Свою поездку в Москву ко мне Жвания описывает на страницах 330 самовлюбленной книги «Путь хунвейбина». Он там путает даты и не удерживается от глупых колкостей в мой адрес, но все же процитирую его выборочно, чтобы видна была ткань событий.
«...Мне позвонил Лимонов:
- Дмитрий? Мне нужно с вами поговорить. Нет, не по телефону, но лично. Вы могли бы приехать в Москву? Скажем, завтра. Если у вас нет денег, мы оплатим билет.
Что мне всегда нравилось в Лимонове, так это его прямота. Каждый раз он не тратил время на болтовню, а сразу вываливал, что ему нужно».
Жвания передает наш разговор в Москве на Гоголевском бульваре. «Лимонов спрашивал, не надумал ли я возглавить отделение НБП в Петербурге. Я только пожимал плечами. <...> Ниоткуда, кроме Петербурга, свежий ветер подуть, разумеется, не мог. Но как раз в Петербурге дела у НБП шли хуже всего. Я был нужен Лимонову, и мы оба это знали. <...> Аккуратно подбирая слова, я пытался объяснить, с чем я не согласен. Перечислил реакционные статьи в "Лимонке", которые вызвали у меня возмущение. Лимонов махал руками.
- Сейчас мы черпаем большим ковшом. В Партию попадают разные люди, и в "Лимонке" это отражается. В регионах у нас есть правые отделения, а есть левые. Если Вы вступите в НБП, то "Лимонка" станет вашей газетой. Вы сможете формировать
идеологию партии, сделать ее более левой, чем сейчас. Забудьте о троцкистском чистоплюйстве! <...> У вашей группы, Дмитрий, нет будущего. В Америке и во Франции я насмотрелся на эти троцкистские организации... они революционны только на словах. <...> А НБП растет поразительными темпами. Я, честно говоря, не ожидал, что Партия будет так быстро расти. Новые отделения появляются в регионах чуть ли не каждую неделю.

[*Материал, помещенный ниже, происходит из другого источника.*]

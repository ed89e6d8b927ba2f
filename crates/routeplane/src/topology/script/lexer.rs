//! Tokenizer

use super::ast::Pos;
use super::ParseError;

#[derive(Debug, Clone, PartialEq)]
pub(crate) enum Tok {
    Ident(String),
    Str(String),
    Int(i64),
    Float(f64),
    Symbol(String),
    LParen,
    RParen,
    LBrace,
    RBrace,
    LBracket,
    RBracket,
    Comma,
    Dot,
    Colon,
    FatArrow,
    Assign,
    Semi,
    Eof,
}

#[derive(Debug, Clone)]
pub(crate) struct Token {
    pub tok: Tok,
    pub pos: Pos,
}

struct Lexer<'a> {
    chars: std::iter::Peekable<std::str::Chars<'a>>,
    line: usize,
    column: usize,
}

impl<'a> Lexer<'a> {
    fn bump(&mut self) -> Option<char> {
        let c = self.chars.next()?;
        if c == '\n' {
            self.line += 1;
            self.column = 1;
        } else {
            self.column += 1;
        }
        Some(c)
    }

    fn peek(&mut self) -> Option<char> {
        self.chars.peek().copied()
    }

    fn pos(&self) -> Pos {
        Pos {
            line: self.line,
            column: self.column,
        }
    }

    fn error(&self, pos: Pos, message: impl Into<String>) -> ParseError {
        ParseError {
            line: pos.line,
            column: pos.column,
            message: message.into(),
        }
    }

    fn ident(&mut self, first: char) -> String {
        let mut s = String::from(first);
        while let Some(c) = self.peek() {
            if c.is_ascii_alphanumeric() || c == '_' {
                s.push(c);
                self.bump();
            } else {
                break;
            }
        }
        s
    }

    fn string(&mut self, quote: char, start: Pos) -> Result<String, ParseError> {
        let mut s = String::new();
        loop {
            match self.bump() {
                None => return Err(self.error(start, "unterminated string")),
                Some(c) if c == quote => return Ok(s),
                Some('\\') => match self.bump() {
                    Some('n') => s.push('\n'),
                    Some('t') => s.push('\t'),
                    Some('\\') => s.push('\\'),
                    Some('\'') => s.push('\''),
                    Some('"') => s.push('"'),
                    Some(other) => {
                        return Err(self.error(self.pos(), format!("unknown escape `\\{}`", other)))
                    }
                    None => return Err(self.error(start, "unterminated string")),
                },
                Some(c) => s.push(c),
            }
        }
    }

    fn number(&mut self, first: char, start: Pos) -> Result<Tok, ParseError> {
        let mut s = String::from(first);
        let mut is_float = false;
        while let Some(c) = self.peek() {
            if c.is_ascii_digit() || c == '_' {
                s.push(c);
                self.bump();
            } else if c == '.' && !is_float {
                // `1.foo` is a method call on 1, `1.5` is a float
                let mut ahead = self.chars.clone();
                ahead.next();
                if ahead.next().is_some_and(|d| d.is_ascii_digit()) {
                    is_float = true;
                    s.push(c);
                    self.bump();
                } else {
                    break;
                }
            } else {
                break;
            }
        }
        let digits: String = s.chars().filter(|c| *c != '_').collect();
        if is_float {
            digits
                .parse()
                .map(Tok::Float)
                .map_err(|_| self.error(start, format!("invalid number `{}`", s)))
        } else {
            digits
                .parse()
                .map(Tok::Int)
                .map_err(|_| self.error(start, format!("invalid number `{}`", s)))
        }
    }
}

pub(crate) fn tokenize(source: &str) -> Result<Vec<Token>, ParseError> {
    let mut lx = Lexer {
        chars: source.chars().peekable(),
        line: 1,
        column: 1,
    };
    let mut tokens: Vec<Token> = Vec::new();

    loop {
        let pos = lx.pos();
        let Some(c) = lx.bump() else {
            tokens.push(Token { tok: Tok::Eof, pos });
            return Ok(tokens);
        };

        let tok = match c {
            c if c.is_whitespace() => continue,
            '#' => {
                while lx.peek().is_some_and(|c| c != '\n') {
                    lx.bump();
                }
                continue;
            }
            '(' => Tok::LParen,
            ')' => Tok::RParen,
            '{' => Tok::LBrace,
            '}' => Tok::RBrace,
            '[' => Tok::LBracket,
            ']' => Tok::RBracket,
            ',' => Tok::Comma,
            '.' => Tok::Dot,
            ';' => Tok::Semi,
            '=' if lx.peek() == Some('>') => {
                lx.bump();
                Tok::FatArrow
            }
            '=' => Tok::Assign,
            ':' => {
                // A colon right after a name or string is a separator
                // (`key: value`); otherwise `:name` is a symbol.
                let follows_key = matches!(
                    tokens.last().map(|t| &t.tok),
                    Some(Tok::Ident(_)) | Some(Tok::Str(_))
                );
                match lx.peek() {
                    Some(n) if !follows_key && (n.is_ascii_alphabetic() || n == '_') => {
                        lx.bump();
                        Tok::Symbol(lx.ident(n))
                    }
                    Some(q @ ('"' | '\'')) if !follows_key => {
                        lx.bump();
                        Tok::Symbol(lx.string(q, pos)?)
                    }
                    _ => Tok::Colon,
                }
            }
            '"' | '\'' => Tok::Str(lx.string(c, pos)?),
            '-' if lx.peek().is_some_and(|d| d.is_ascii_digit()) => {
                let Some(d) = lx.bump() else { continue };
                match lx.number(d, pos)? {
                    Tok::Int(i) => Tok::Int(-i),
                    Tok::Float(f) => Tok::Float(-f),
                    other => other,
                }
            }
            c if c.is_ascii_digit() => lx.number(c, pos)?,
            c if c.is_ascii_alphabetic() || c == '_' => Tok::Ident(lx.ident(c)),
            other => return Err(lx.error(pos, format!("unexpected character `{}`", other))),
        };
        tokens.push(Token { tok, pos });
    }
}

- А в Петербурге отделения нет! Там только наша группа (далее Жвания хвалит себя и свою группу), питерского НБП просто нет!
- Поэтому я и предлагаю вам возглавить ячейку! Чтобы Партия работала, ею должен руководить волевой, энергичный, опытный и авторитетный человек. В Петербурге, кроме вас, таких людей нет! <...> Я даю вам инструмент, который вы сможете использовать так, как считаете нужным!»
Пусть не слово в слово, но смысл сказанного мною тогда Жвании был именно такой. Я брал его как «спеца», у него был опыт руководства. Хоть небольшой группой, но был. Меня совершенно не интересовали его политические убеждения. Я брал его временно. Он согласился.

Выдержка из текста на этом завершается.